UAE corporate tax applies to financial years beginning on or after 1 June 2023. For most businesses operating on a calendar year basis, this means the first corporate tax year ran from 1 January 2024 to 31 December 2024, with the first return due in 2025. Corporate tax applies to all UAE businesses — mainland companies, freezone entities, branches of foreign companies, and individuals conducting business under a commercial licence with turnover above AED 1 million. Registration is mandatory even if your income is below the AED 375,000 taxable threshold or if you believe your income qualifies for exemption. Failing to register carries a penalty of AED 10,000 regardless of whether any tax is ultimately owed.

The UAE corporate tax rate is 0 percent on taxable income up to AED 375,000 and 9 percent on taxable income above that threshold per tax period. The calculation begins with your accounting net profit from your financial statements, which is then adjusted for various additions and deductions specified in the corporate tax law — including entertainment expenses, interest limitations, related-party transaction adjustments, and depreciation treatment. The resulting figure is your taxable income, which is then applied to the rate structure. The calculation requires professional handling — an incorrectly calculated taxable income figure, in either direction, creates either an overpayment or an FTA liability.

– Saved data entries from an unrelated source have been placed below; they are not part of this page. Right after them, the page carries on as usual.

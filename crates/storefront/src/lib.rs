//! Jade Market Storefront library.
//!
//! This crate provides the storefront functionality as a library,
//! allowing it to be tested and reused.

#![cfg_attr(not(test), forbid(unsafe_code))]

pub mod config;
pub mod db;
pub mod error;
pub mod middleware;
pub mod models;
pub mod routes;
pub mod services;
pub mod state;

Freezone companies are subject to UAE corporate tax and must register and file annual returns. However, freezone companies that qualify as Qualifying Freezone Persons may be eligible for a 0 percent rate on their qualifying income. To achieve QFZP status, a freezone company must maintain genuine substance in the UAE, derive its income from qualifying activities as defined in the corporate tax law, keep its non-qualifying income within the permitted de minimis threshold, and maintain audited financial statements. QFZP status must be actively managed — it is not automatically maintained from year to year and must be reassessed as the business evolves. Cressford's corporate tax team conducts detailed QFZP assessments and provides ongoing monitoring for freezone clients across all major UAE jurisdictions.

Corporate tax registration deadlines depend on the date of business incorporation and, for existing businesses, the date the corporate tax regime first applied to the entity. The FTA issues specific registration deadlines and businesses that miss them face the AED 10,000 late registration penalty. Annual corporate tax return filing is due within nine months of the end of the tax period — for a business with a 31 December year-end, the return for the 2024 tax year is due by 30 September 2025. Corporate tax payment is also due by the same deadline. Businesses that are uncertain about their specific deadlines should seek professional confirmation immediately — the cost of missing a deadline is always higher than the cost of confirming it in advance.

UAE corporate tax law requires businesses to maintain financial records and supporting documentation sufficient to verify the accuracy of their corporate tax return for a minimum of seven years from the end of the tax period to which they relate. These records include financial statements, general ledgers, invoices, bank statements, contracts, payroll records, and any documentation supporting deductions, adjustments, or exemption claims made in the return. For freezone businesses claiming QFZP status, additional documentation demonstrating compliance with the qualifying conditions — including substance requirements and qualifying activity income — must be maintained. Businesses that cannot produce adequate records during an FTA audit face penalties and the risk of the FTA assessing tax based on its own estimates, which are invariably less favourable than what accurate records would support.